- Problem to work on: Go through the data below and count every line that has the word "Brew". Return only the count.

** Given data follows **

//! The static coffee catalog.
//!
//! Loaded once at compile time, read-only. The selection grid shows the
//! first [`QUICK_SELECT_COUNT`] entries as one-click cards; the full list
//! backs the "Other" drop-down.

use serde::Serialize;

/// A coffee the user can log, with its typical caffeine content.
#[derive(Debug, Clone, Copy, PartialEq, Eq, Serialize)]
pub struct CoffeeOption {
    /// Display name, also the value stored in journal entries.
    pub name: &'static str,
    /// Typical caffeine content in milligrams.
    pub caffeine_mg: u32,
}

/// How many catalog entries the selection grid shows as quick-select cards.
pub const QUICK_SELECT_COUNT: usize = 5;

/// Every coffee the tracker knows about, in display order.
pub const COFFEE_MENU: &[CoffeeOption] = &[
    CoffeeOption { name: "Espresso", caffeine_mg: 63 },
    CoffeeOption { name: "Double Espresso", caffeine_mg: 126 },
    CoffeeOption { name: "Americano", caffeine_mg: 77 },
    CoffeeOption { name: "Cappuccino", caffeine_mg: 80 },
    CoffeeOption { name: "Latte", caffeine_mg: 80 },
    CoffeeOption { name: "Flat White", caffeine_mg: 130 },
    CoffeeOption { name: "Macchiato", caffeine_mg: 85 },
    CoffeeOption { name: "Cortado", caffeine_mg: 85 },
    CoffeeOption { name: "Mocha", caffeine_mg: 90 },
    CoffeeOption { name: "Drip Coffee", caffeine_mg: 115 },
    CoffeeOption { name: "French Press", caffeine_mg: 107 },
    CoffeeOption { name: "Pour Over", caffeine_mg: 120 },
    CoffeeOption { name: "Cold Brew", caffeine_mg: 155 },
    CoffeeOption { name: "Nitro Cold Brew", caffeine_mg: 215 },
    CoffeeOption { name: "Iced Coffee", caffeine_mg: 120 },
    CoffeeOption { name: "Turkish Coffee", caffeine_mg: 160 },
    CoffeeOption { name: "Ristretto", caffeine_mg: 63 },
    CoffeeOption { name: "Affogato", caffeine_mg: 65 },
    CoffeeOption { name: "Irish Coffee", caffeine_mg: 70 },
    CoffeeOption { name: "Instant Coffee", caffeine_mg: 57 },
    CoffeeOption { name: "Decaf Coffee", caffeine_mg: 3 },
];

/// The catalog entries rendered as quick-select cards.
#[must_use]
pub fn quick_select() -> &'static [CoffeeOption] {
    COFFEE_MENU.get(..QUICK_SELECT_COUNT).unwrap_or(COFFEE_MENU)
}

/// Look up a catalog entry by its display name.
#[must_use]
pub fn find(name: &str) -> Option<&'static CoffeeOption> {
    COFFEE_MENU.iter().find(|option| option.name == name)
}
//! Integration tests for Caffiend.
//!
//! # Running Tests
//!
//! ```bash
//! # Start the site against a Firebase project or emulator
//! cargo run -p caffiend-web
//!
//! # Run integration tests
//! cargo test -p caffiend-integration-tests -- --ignored
//! ```
//!
//! # Test Categories
//!
//! - `entries_flow` - The logging form and its HTMX fragments
//! - `auth_flow` - The auth modal and session lifecycle
//!
//! Tests are `#[ignore]`d by default because they need a running server
//! and live Firebase credentials.
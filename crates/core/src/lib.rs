//! Core upload pipeline for notedrop.
//!
//! This crate turns a paste or drop of a media file into an embedded link in a
//! markdown note. It has no knowledge of any particular editor: the host
//! supplies an [`editor::Editor`] and a [`editor::Notifier`], and storage
//! backends plug in through [`storage::ObjectStore`] and [`storage::LocalVault`].
//!
//! # Modules
//!
//! - `media` - Media kinds and MIME classification
//! - `fingerprint` - Content-addressed file names
//! - `settings` - Per-note overrides merged over global settings
//! - `intake` - Deciding whether to claim a paste/drop event
//! - `editor` - Host editor seam and an in-memory text buffer
//! - `placeholder` - Transient "uploading" marker
//! - `storage` - S3 and local vault sinks
//! - `upload` - Dispatch, markup generation and reconciliation

pub mod editor;
pub mod fingerprint;
pub mod intake;
pub mod media;
pub mod placeholder;
pub mod settings;
pub mod storage;
pub mod upload;

#[cfg(test)]
pub(crate) mod testing;

pub use fingerprint::{ContentKey, fingerprint};
pub use media::MediaKind;
pub use settings::{EffectiveConfig, Frontmatter};
pub use upload::{Claim, Dispatcher, UploadError, Uploader};
//! Content-addressed file names.
//!
//! A [`ContentKey`] is the SHA-256 of the file bytes in lowercase hex, followed
//! by the original extension. It doubles as the storage object name and as the
//! identifier embedded in the placeholder marker, so identical content always
//! lands on the same path. Digest collisions are not guarded against.

use sha2::{Digest, Sha256};

/// Digest-derived file name, e.g. `9f86d0...0f00a08.png`.
#[derive(Debug, Clone, PartialEq, Eq, Hash)]
pub struct ContentKey(String);

impl ContentKey {
    /// The key as a string slice.
    #[must_use]
    pub fn as_str(&self) -> &str {
        &self.0
    }

    /// The hex digest without the extension.
    #[must_use]
    pub fn digest(&self) -> &str {
        self.0.split_once('.').map_or(self.0.as_str(), |(digest, _)| digest)
    }

    /// The extension carried over from the original name, if any.
    #[must_use]
    pub fn extension(&self) -> Option<&str> {
        self.0.split_once('.').map(|(_, ext)| ext)
    }
}

impl std::fmt::Display for ContentKey {
    fn fmt(&self, f: &mut std::fmt::Formatter<'_>) -> std::fmt::Result {
        f.write_str(&self.0)
    }
}

impl AsRef<str> for ContentKey {
    fn as_ref(&self) -> &str {
        &self.0
    }
}

/// Compute the content key for a file.
///
/// The extension is the text after the last `.` of `original_name`, kept as-is.
/// A name without an extension yields a bare digest with no trailing dot.
#[must_use]
pub fn fingerprint(bytes: &[u8], original_name: &str) -> ContentKey {
    let mut hasher = Sha256::new();
    hasher.update(bytes);
    let digest = format!("{:x}", hasher.finalize());

    match extension(original_name) {
        Some(ext) => ContentKey(format!("{digest}.{ext}")),
        None => ContentKey(digest),
    }
}

fn extension(name: &str) -> Option<&str> {
    name.rsplit_once('.')
        .map(|(_, ext)| ext)
        .filter(|ext| !ext.is_empty())
}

** End of Given data **

- Answer for the task: 2